21 novembre 2019
Aggiornato 07:00

Milan: le possibili sanzioni della Uefa

In primavera i rossoneri saranno nuovamente giudicati a Nyon per il mancato rispetto delle norme sul Fair-Play Finanziario

La Uefa dovrà pronunciarsi in primavera circa le sanzioni da comminare al Milan
La Uefa dovrà pronunciarsi in primavera circa le sanzioni da comminare al Milan ANSA

NYON - Archiviato il derby con l'Inter e pronto a sfidare il Betis in Coppa Uefa, il Milan di Gennaro Gattuso continua a dividersi fra Italia ed Europa nel tentativo di aggredire le posizioni che contano e riportare il più in alto possibile i rossoneri, mentre dietro le scrivanie di Milanello ci sono proprietà e dirigenza che organizzano il futuro «politico» del club, da una parte la parte sportiva con la campagna acquisti e dall'altra le vertenze con la Uefa che già all'inizio dell'estate scorsa rischiavano di condurre il Milan fuori dall'Europa per colpa delle malsane gestioni precedenti all'avvento del fondo Elliott che riesce ora ad amministrare con forza economica la società che sembra aver ritrovato molta più stabilità rispetto al recente passato.

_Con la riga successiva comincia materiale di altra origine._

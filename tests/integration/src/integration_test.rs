//! End-to-end test for configuration, registry and persistence
//!
//! This test exercises the complete flow: config loading -> registry
//! construction -> mutations -> save -> restore in a fresh registry.

use std::fs;
use std::sync::Arc;

use modeshape_registry::{
    ChannelListener, EventKind, RegistryConfig, RegistryError, Server, ServerRegistry,
};
use modeshape_test_utils::{MockRestDelegate, server};
use pretty_assertions::assert_eq;
use tempfile::TempDir;

/// Write a YAML config pointing the registry at `<temp>/state/servers.xml`
fn setup_config() -> (TempDir, RegistryConfig) {
    let temp = TempDir::new().unwrap();
    let state_dir = temp.path().join("state");
    let config_path = temp.path().join("msreg.yaml");
    fs::write(
        &config_path,
        format!(
            "state_dir: {}\nstate_file: servers.xml\nlock_timeout_ms: 1000\nrest:\n  timeout_secs: 5\n",
            state_dir.display()
        ),
    )
    .unwrap();

    let config = RegistryConfig::load(&config_path).unwrap();
    (temp, config)
}

#[test]
fn test_config_drives_state_location() {
    let (temp, config) = setup_config();
    assert_eq!(config.state_file, "servers.xml");
    assert_eq!(config.rest.timeout_secs, 5);

    let registry = ServerRegistry::from_config(&config, Arc::new(MockRestDelegate::new()));
    registry.add_server(server("http://h:8080/rest", "admin")).unwrap();
    registry.save_state().unwrap();

    assert!(temp.path().join("state").join("servers.xml").exists());
}

#[test]
fn test_full_session_survives_restart() {
    let (_temp, config) = setup_config();

    // First session
    {
        let registry = ServerRegistry::from_config(&config, Arc::new(MockRestDelegate::new()));
        assert!(registry.restore_state().unwrap().is_ok());
        assert!(registry.is_empty());

        registry
            .add_server(Server::new("http://a:8080/rest", "admin", Some("pw".into()), true))
            .unwrap();
        registry
            .add_server(Server::new("http://b:9090/rest", "guest", Some("tmp".into()), false))
            .unwrap();
        let old = server("http://c:8080/rest", "old");
        registry.add_server(old.clone()).unwrap();
        registry
            .update_server(&old, server("http://c:8080/rest", "new"))
            .unwrap();
        registry.save_state().unwrap();
    }

    // Second session
    let registry = ServerRegistry::from_config(&config, Arc::new(MockRestDelegate::new()));
    let (listener, events) = ChannelListener::channel();
    registry.add_listener(listener);
    registry.restore_state().unwrap();

    let keys: Vec<(String, String)> = registry
        .servers()
        .iter()
        .map(|s| (s.url().to_string(), s.user().to_string()))
        .collect();
    assert_eq!(
        keys,
        vec![
            ("http://a:8080/rest".to_string(), "admin".to_string()),
            ("http://b:9090/rest".to_string(), "guest".to_string()),
            ("http://c:8080/rest".to_string(), "new".to_string()),
        ]
    );
    assert_eq!(
        registry.find_server("http://a:8080/rest", "admin").unwrap().password(),
        Some("pw")
    );
    assert_eq!(
        registry.find_server("http://b:9090/rest", "guest").unwrap().password(),
        None
    );

    // Restoring announces each server to existing listeners
    let kinds: Vec<EventKind> = events.try_iter().map(|e| e.kind()).collect();
    assert_eq!(kinds, vec![EventKind::New; 3]);
}

#[test]
fn test_restore_twice_reports_duplicates() {
    let (_temp, config) = setup_config();
    let registry = ServerRegistry::from_config(&config, Arc::new(MockRestDelegate::new()));
    registry.add_server(server("http://h:8080/rest", "admin")).unwrap();
    registry.save_state().unwrap();

    let status = registry.restore_state().unwrap();

    assert!(status.is_warning());
    assert_eq!(registry.len(), 1);
}

#[test]
fn test_unwritable_state_location_is_an_error() {
    let temp = TempDir::new().unwrap();
    // A regular file where the state directory should be
    let blocker = temp.path().join("blocker");
    fs::write(&blocker, "").unwrap();

    let registry =
        ServerRegistry::new(Arc::new(MockRestDelegate::new())).with_state_location(&blocker);
    registry.add_server(server("http://h:8080/rest", "admin")).unwrap();

    assert!(matches!(registry.save_state(), Err(RegistryError::Fs(_))));
}
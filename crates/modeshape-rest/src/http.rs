//! Blocking HTTP implementation of [`RestDelegate`] for the ModeShape REST API

use std::path::Path;
use std::time::Duration;

use base64::Engine as _;
use base64::engine::general_purpose::STANDARD;
use serde::Deserialize;
use serde_json::Value;
use tracing::{debug, info};
use url::Url;

use crate::{QueryRow, Repository, RestDelegate, RestError, Result, Server, Status, Workspace};

/// Transport settings for [`HttpRestDelegate`].
#[derive(Debug, Clone)]
pub struct HttpConfig {
    /// Overall timeout of one request
    pub timeout: Duration,
    /// Value of the `User-Agent` header
    pub user_agent: String,
}

impl Default for HttpConfig {
    fn default() -> Self {
        Self {
            timeout: Duration::from_secs(30),
            user_agent: concat!("msreg/", env!("CARGO_PKG_VERSION")).to_string(),
        }
    }
}

#[derive(Deserialize)]
struct NamedEntry {
    name: String,
}

#[derive(Deserialize)]
struct RepositoriesResponse {
    #[serde(default)]
    repositories: Vec<NamedEntry>,
}

#[derive(Deserialize)]
struct WorkspacesResponse {
    #[serde(default)]
    workspaces: Vec<NamedEntry>,
}

#[derive(Deserialize)]
struct QueryResponse {
    #[serde(default)]
    rows: Vec<serde_json::Map<String, Value>>,
}

enum Body<'a> {
    Empty,
    Bytes(&'a [u8]),
    Text(&'a str, &'a str),
}

/// Talks to a ModeShape server over its REST interface.
///
/// Endpoints, relative to the server URL:
/// - `/` lists repositories
/// - `/{repo}` lists workspaces
/// - `/{repo}/{ws}/upload/{path}` accepts raw file content
/// - `/{repo}/{ws}/items/{path}` addresses a node
/// - `/{repo}/{ws}/query` runs a query
pub struct HttpRestDelegate {
    agent: ureq::Agent,
}

impl HttpRestDelegate {
    pub fn new(config: HttpConfig) -> Self {
        let agent = ureq::AgentBuilder::new()
            .timeout(config.timeout)
            .user_agent(&config.user_agent)
            .build();
        Self { agent }
    }

    fn execute(
        &self,
        server: &Server,
        method: &str,
        url: &Url,
        body: Body<'_>,
    ) -> Result<ureq::Response> {
        debug!(%method, %url, user = server.user(), "ModeShape request");

        let request = self
            .agent
            .request(method, url.as_str())
            .set("Authorization", &basic_auth(server))
            .set("Accept", "application/json");

        let outcome = match body {
            Body::Empty => request.call(),
            Body::Bytes(bytes) => request
                .set("Content-Type", "application/octet-stream")
                .send_bytes(bytes),
            Body::Text(content_type, text) => {
                request.set("Content-Type", content_type).send_string(text)
            }
        };

        match outcome {
            Ok(response) => Ok(response),
            Err(ureq::Error::Status(code, response)) => {
                let body = response.into_string().unwrap_or_default();
                Err(RestError::from_http_status(
                    url.as_str(),
                    server.user(),
                    code,
                    body,
                ))
            }
            Err(ureq::Error::Transport(transport)) => Err(RestError::Transport {
                url: url.to_string(),
                message: transport.to_string(),
            }),
        }
    }

    fn get_json<T: for<'de> Deserialize<'de>>(&self, server: &Server, url: &Url) -> Result<T> {
        let response = self.execute(server, "GET", url, Body::Empty)?;
        read_json(url, response)
    }
}

impl Default for HttpRestDelegate {
    fn default() -> Self {
        Self::new(HttpConfig::default())
    }
}

impl RestDelegate for HttpRestDelegate {
    fn repositories(&self, server: &Server) -> Result<Vec<Repository>> {
        let url = endpoint(server.url(), &[])?;
        let listing: RepositoriesResponse = self.get_json(server, &url)?;

        Ok(listing
            .repositories
            .into_iter()
            .map(|entry| Repository::new(entry.name, server.clone()))
            .collect())
    }

    fn workspaces(&self, repository: &Repository) -> Result<Vec<Workspace>> {
        let server = repository.server();
        let url = endpoint(server.url(), &[repository.name()])?;
        let listing: WorkspacesResponse = self.get_json(server, &url)?;

        Ok(listing
            .workspaces
            .into_iter()
            .map(|entry| Workspace::new(entry.name, repository.clone()))
            .collect())
    }

    fn publish(
        &self,
        workspace: &Workspace,
        path: &str,
        file: &Path,
        versionable: bool,
    ) -> Result<Status> {
        let server = workspace.server();
        let content = std::fs::read(file).map_err(|source| RestError::File {
            path: file.to_path_buf(),
            source,
        })?;

        let upload = node_url(workspace, "upload", path, file)?;
        self.execute(server, "POST", &upload, Body::Bytes(&content))?;

        if versionable {
            let item = node_url(workspace, "items", path, file)?;
            let mixin = serde_json::json!({ "jcr:mixinTypes": ["mix:versionable"] }).to_string();
            self.execute(server, "PUT", &item, Body::Text("application/json", &mixin))?;
        }

        info!(file = %file.display(), %workspace, path, versionable, "published");
        Ok(Status::ok(format!(
            "Published {} to {} at {}",
            file.display(),
            workspace,
            path
        )))
    }

    fn unpublish(&self, workspace: &Workspace, path: &str, file: &Path) -> Result<Status> {
        let item = node_url(workspace, "items", path, file)?;

        match self.execute(workspace.server(), "DELETE", &item, Body::Empty) {
            Ok(_) => {
                info!(file = %file.display(), %workspace, path, "unpublished");
                Ok(Status::ok(format!(
                    "Unpublished {} from {} at {}",
                    file.display(),
                    workspace,
                    path
                )))
            }
            Err(RestError::NotFound { .. }) => Ok(Status::warning(format!(
                "{} was not published to {} at {}",
                file.display(),
                workspace,
                path
            ))),
            Err(e) => Err(e),
        }
    }

    fn query(
        &self,
        workspace: &Workspace,
        language: &str,
        statement: &str,
    ) -> Result<Vec<QueryRow>> {
        let repository = workspace.repository();
        let url = endpoint(
            workspace.server().url(),
            &[repository.name(), workspace.name(), "query"],
        )?;
        let content_type = format!("application/jcr+{}", language);

        let response = self.execute(
            workspace.server(),
            "POST",
            &url,
            Body::Text(&content_type, statement),
        )?;
        let result: QueryResponse = read_json(&url, response)?;

        Ok(result.rows.into_iter().map(into_row).collect())
    }

    fn file_url(&self, file: &Path, path: &str, workspace: &Workspace) -> Result<Url> {
        node_url(workspace, "items", path, file)
    }
}

fn basic_auth(server: &Server) -> String {
    let credentials = format!("{}:{}", server.user(), server.password().unwrap_or(""));
    format!("Basic {}", STANDARD.encode(credentials))
}

fn read_json<T: for<'de> Deserialize<'de>>(url: &Url, response: ureq::Response) -> Result<T> {
    let text = response
        .into_string()
        .map_err(|e| RestError::InvalidResponse {
            url: url.to_string(),
            message: e.to_string(),
        })?;
    serde_json::from_str(&text).map_err(|e| RestError::InvalidResponse {
        url: url.to_string(),
        message: e.to_string(),
    })
}

fn into_row(raw: serde_json::Map<String, Value>) -> QueryRow {
    raw.into_iter()
        .map(|(column, value)| {
            let text = match value {
                Value::String(s) => s,
                other => other.to_string(),
            };
            (column, text)
        })
        .collect()
}

/// Append `segments` to the server URL, percent-encoding each one.
pub(crate) fn endpoint(base: &str, segments: &[&str]) -> Result<Url> {
    let mut url = Url::parse(base).map_err(|e| RestError::InvalidUrl {
        url: base.to_string(),
        message: e.to_string(),
    })?;

    url.path_segments_mut()
        .map_err(|_| RestError::InvalidUrl {
            url: base.to_string(),
            message: "URL cannot carry a path".to_string(),
        })?
        .pop_if_empty()
        .extend(segments.iter().filter(|s| !s.is_empty()));

    Ok(url)
}

/// URL of the node for `file` published below `path`.
fn node_url(workspace: &Workspace, area: &str, path: &str, file: &Path) -> Result<Url> {
    let file_name = file
        .file_name()
        .map(|n| n.to_string_lossy().into_owned())
        .ok_or_else(|| RestError::File {
            path: file.to_path_buf(),
            source: std::io::Error::new(std::io::ErrorKind::InvalidInput, "path has no file name"),
        })?;

    let mut segments = vec![workspace.repository().name(), workspace.name(), area];
    segments.extend(path.split('/').filter(|s| !s.is_empty()));
    segments.push(&file_name);

    endpoint(workspace.server().url(), &segments)
}
//! Registry context shared by all commands
//!
//! Resolves the configuration, builds the HTTP delegate and restores the
//! registry from its state file before a command runs.

use std::path::PathBuf;
use std::sync::Arc;

use modeshape_registry::{HttpRestDelegate, RegistryConfig, ServerRegistry, Status};

use crate::commands::print_status;
use crate::error::{CliError, Result};

/// A registry restored from its state file.
pub struct Context {
    pub registry: ServerRegistry,
}

impl Context {
    /// Load configuration, apply overrides and restore saved servers.
    ///
    /// Warnings from the restore (skipped entries, duplicates) are printed
    /// but do not stop the command.
    pub fn load(config_path: Option<PathBuf>, state_dir: Option<PathBuf>) -> Result<Self> {
        let mut config = match config_path.or_else(RegistryConfig::default_path) {
            Some(path) => {
                tracing::debug!(path = %path.display(), "loading configuration");
                RegistryConfig::load(&path)?
            }
            None => RegistryConfig::default(),
        };
        if let Some(dir) = state_dir {
            config.state_dir = Some(dir);
        }

        let delegate = Arc::new(HttpRestDelegate::new(config.http_config()));
        let registry = ServerRegistry::from_config(&config, delegate);
        if registry.state_path().is_none() {
            return Err(CliError::user(
                "No state directory available; pass --state-dir",
            ));
        }

        let status = registry.restore_state()?;
        if !status.is_ok() {
            print_status(&status);
        }

        Ok(Self { registry })
    }

    /// Persist the registry after a successful mutation.
    pub fn save(&self) -> Result<Status> {
        Ok(self.registry.save_state()?)
    }
}
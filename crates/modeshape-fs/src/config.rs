//! Format-agnostic configuration loading and saving

use std::path::Path;

use serde::{Serialize, de::DeserializeOwned};

use crate::{Error, Result, io};

/// Format-agnostic configuration store.
///
/// Detects the format from the file extension and handles
/// serialization/deserialization transparently.
#[derive(Debug, Default)]
pub struct ConfigStore {
    robustness: io::RobustnessConfig,
}

impl ConfigStore {
    /// Create a new ConfigStore with default robustness settings.
    pub fn new() -> Self {
        Self::default()
    }

    /// Create a new ConfigStore with custom robustness settings.
    pub fn with_robustness(robustness: io::RobustnessConfig) -> Self {
        Self { robustness }
    }

    /// Load configuration from a file.
    ///
    /// Format is detected from file extension:
    /// - `.toml` -> TOML
    /// - `.json` -> JSON
    /// - `.yaml`, `.yml` -> YAML
    pub fn load<T: DeserializeOwned>(&self, path: &Path) -> Result<T> {
        let content = io::read_text(path)?;
        let extension = extension_of(path);

        match extension.as_str() {
            "toml" => toml::from_str(&content).map_err(|e| parse_error(path, "TOML", e)),
            "json" => serde_json::from_str(&content).map_err(|e| parse_error(path, "JSON", e)),
            "yaml" | "yml" => {
                serde_yaml::from_str(&content).map_err(|e| parse_error(path, "YAML", e))
            }
            _ => Err(Error::UnsupportedFormat { extension }),
        }
    }

    /// Load configuration, falling back to `T::default()` when the file is absent.
    pub fn load_or_default<T: DeserializeOwned + Default>(&self, path: &Path) -> Result<T> {
        if !path.exists() {
            tracing::debug!(path = %path.display(), "config not found, using defaults");
            return Ok(T::default());
        }
        self.load(path)
    }

    /// Save configuration to a file.
    ///
    /// Format is determined from file extension.
    /// Uses atomic write to prevent corruption.
    pub fn save<T: Serialize>(&self, path: &Path, value: &T) -> Result<()> {
        let extension = extension_of(path);

        let content = match extension.as_str() {
            "toml" => {
                toml::to_string_pretty(value).map_err(|e| serialize_error(path, "TOML", e))?
            }
            "json" => serde_json::to_string_pretty(value)
                .map_err(|e| serialize_error(path, "JSON", e))?,
            "yaml" | "yml" => {
                serde_yaml::to_string(value).map_err(|e| serialize_error(path, "YAML", e))?
            }
            _ => return Err(Error::UnsupportedFormat { extension }),
        };

        io::write_atomic(path, content.as_bytes(), self.robustness)
    }
}

fn extension_of(path: &Path) -> String {
    path.extension()
        .and_then(|e| e.to_str())
        .unwrap_or("")
        .to_lowercase()
}

fn parse_error(path: &Path, format: &str, e: impl std::fmt::Display) -> Error {
    Error::ConfigParse {
        path: path.to_path_buf(),
        format: format.into(),
        message: e.to_string(),
    }
}

fn serialize_error(path: &Path, format: &str, e: impl std::fmt::Display) -> Error {
    Error::ConfigSerialize {
        path: path.to_path_buf(),
        format: format.into(),
        message: e.to_string(),
    }
}
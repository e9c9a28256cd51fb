//! Shared test utilities for the modeshape-registry workspace.
//!
//! This crate provides fixtures used across crate test suites. It is a
//! dev-dependency only and never published.
//!
//! # Modules
//!
//! - [`delegate`]: [`MockRestDelegate`], an in-memory stand-in for a ModeShape server
//! - [`state`]: [`TestStateDir`], a temporary registry state directory

pub mod delegate;
pub mod state;

pub use delegate::{MockRestDelegate, PublishCall};
pub use state::TestStateDir;

use modeshape_rest::Server;

/// A server without password, the common case in tests.
pub fn server(url: &str, user: &str) -> Server {
    Server::new(url, user, None, false)
}
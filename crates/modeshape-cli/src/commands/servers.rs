//! Server registration commands

use colored::Colorize;
use serde::Serialize;

use modeshape_registry::{Server, is_server_valid};

use super::{print_status, resolve_server};
use crate::cli::ServerArgs;
use crate::context::Context;
use crate::error::{CliError, Result};

/// What `list --json` prints per server; never includes the password.
#[derive(Debug, Serialize)]
struct ServerEntry<'a> {
    url: &'a str,
    user: &'a str,
    persist_password: bool,
}

/// Run the list command
pub fn run_list(ctx: &Context, json: bool) -> Result<()> {
    let servers = ctx.registry.servers();

    if json {
        let entries: Vec<ServerEntry<'_>> = servers
            .iter()
            .map(|s| ServerEntry {
                url: s.url(),
                user: s.user(),
                persist_password: s.persist_password(),
            })
            .collect();
        println!("{}", serde_json::to_string_pretty(&entries)?);
        return Ok(());
    }

    if servers.is_empty() {
        println!("No servers registered. Use {} to add one.", "msreg add".cyan());
        return Ok(());
    }

    println!("{}", "Registered Servers".bold());
    for server in &servers {
        let saved = if server.persist_password() {
            " (password saved)".dimmed().to_string()
        } else {
            String::new()
        };
        println!("  {} {}{}", server.user().green(), server.url(), saved);
    }
    Ok(())
}

/// Run the add command
pub fn run_add(ctx: &Context, args: &ServerArgs, persist_password: bool) -> Result<()> {
    is_server_valid(&args.url, &args.user, args.password.as_deref())?;

    let server = Server::new(
        args.url.clone(),
        args.user.clone(),
        args.password.clone(),
        persist_password,
    );
    let status = ctx.registry.add_server(server)?;
    print_status(&status);
    ctx.save()?;
    Ok(())
}

/// Run the remove command
pub fn run_remove(ctx: &Context, url: &str, user: &str) -> Result<()> {
    let server = ctx
        .registry
        .find_server(url, user)
        .ok_or_else(|| not_registered(url, user))?;

    let status = ctx.registry.remove_server(&server)?;
    print_status(&status);
    ctx.save()?;
    Ok(())
}

/// Run the update command.
///
/// Unset replacement fields keep the registered server's values, and
/// `persist_password: None` keeps the saved-password setting. State is only
/// saved when the update succeeds, so a failed replacement leaves the
/// registry file untouched.
pub fn run_update(
    ctx: &Context,
    url: &str,
    user: &str,
    new_url: Option<&str>,
    new_user: Option<&str>,
    password: Option<&str>,
    persist_password: Option<bool>,
) -> Result<()> {
    let old = ctx
        .registry
        .find_server(url, user)
        .ok_or_else(|| not_registered(url, user))?;

    let url = new_url.unwrap_or(old.url()).to_string();
    let user = new_user.unwrap_or(old.user()).to_string();
    let password = password.or(old.password()).map(str::to_string);
    is_server_valid(&url, &user, password.as_deref())?;

    let persist = persist_password.unwrap_or(old.persist_password());
    let new = Server::new(url, user, password, persist);
    let status = ctx.registry.update_server(&old, new)?;
    print_status(&status);
    ctx.save()?;
    Ok(())
}

/// Run the ping command
pub fn run_ping(ctx: &Context, args: &ServerArgs) -> Result<()> {
    is_server_valid(&args.url, &args.user, args.password.as_deref())?;
    let server = resolve_server(&ctx.registry, args);
    let status = ctx.registry.ping(&server)?;
    print_status(&status);
    Ok(())
}

fn not_registered(url: &str, user: &str) -> CliError {
    CliError::user(format!(
        "No server registered for {}@{}. Use 'msreg list' to see registered servers.",
        user, url
    ))
}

SENTENZE E SANZIONI - Ma il contenzioso con la Uefa prosegue, perchè il Milan è stato riammesso in Europa dopo il cambio di proprietà ma non ha risolto tutti i suoi problemi con la massima organizzazione sportiva continentale. Il club rossonero, infatti, riceverà in primavera le sanzioni da Nyon per il mancato rispetto delle regole legate al Fair-Play Finanziario; la società milanista si presenterà in Svizzera col nuovo amministratore delegato Ivan Gazidis (in carica dal prossimo dicembre), un maestro nella gestione economico-finanziaria dei club, ma non potrà evitare qualche punizione, semmai proverà a renderle il più leggere possibili. Ed a proposito di questo, come potrebbe essere giudicato il Milan fra marzo ed aprile? Una nuova esclusione dalle coppe europee per uno o più anni è ipotesi da escludere quasi categoricamente, così come l'esclusione di nuovi calciatori acquistati, mentre appaiono molto più possibili una limitazione della rosa in Europa o una semplice multa (più o meno salata), opzione che a Milano fra avvocati e manager si augurano ampiamente valutandola come il male minore. Una volta accettata la decisione della Uefa, poi, i rossoneri potranno iniziare a trattare per l'accordo economico (il famoso Settlement Agreement) ed uscire defintivamente dal blocco con i vertici di Nyon.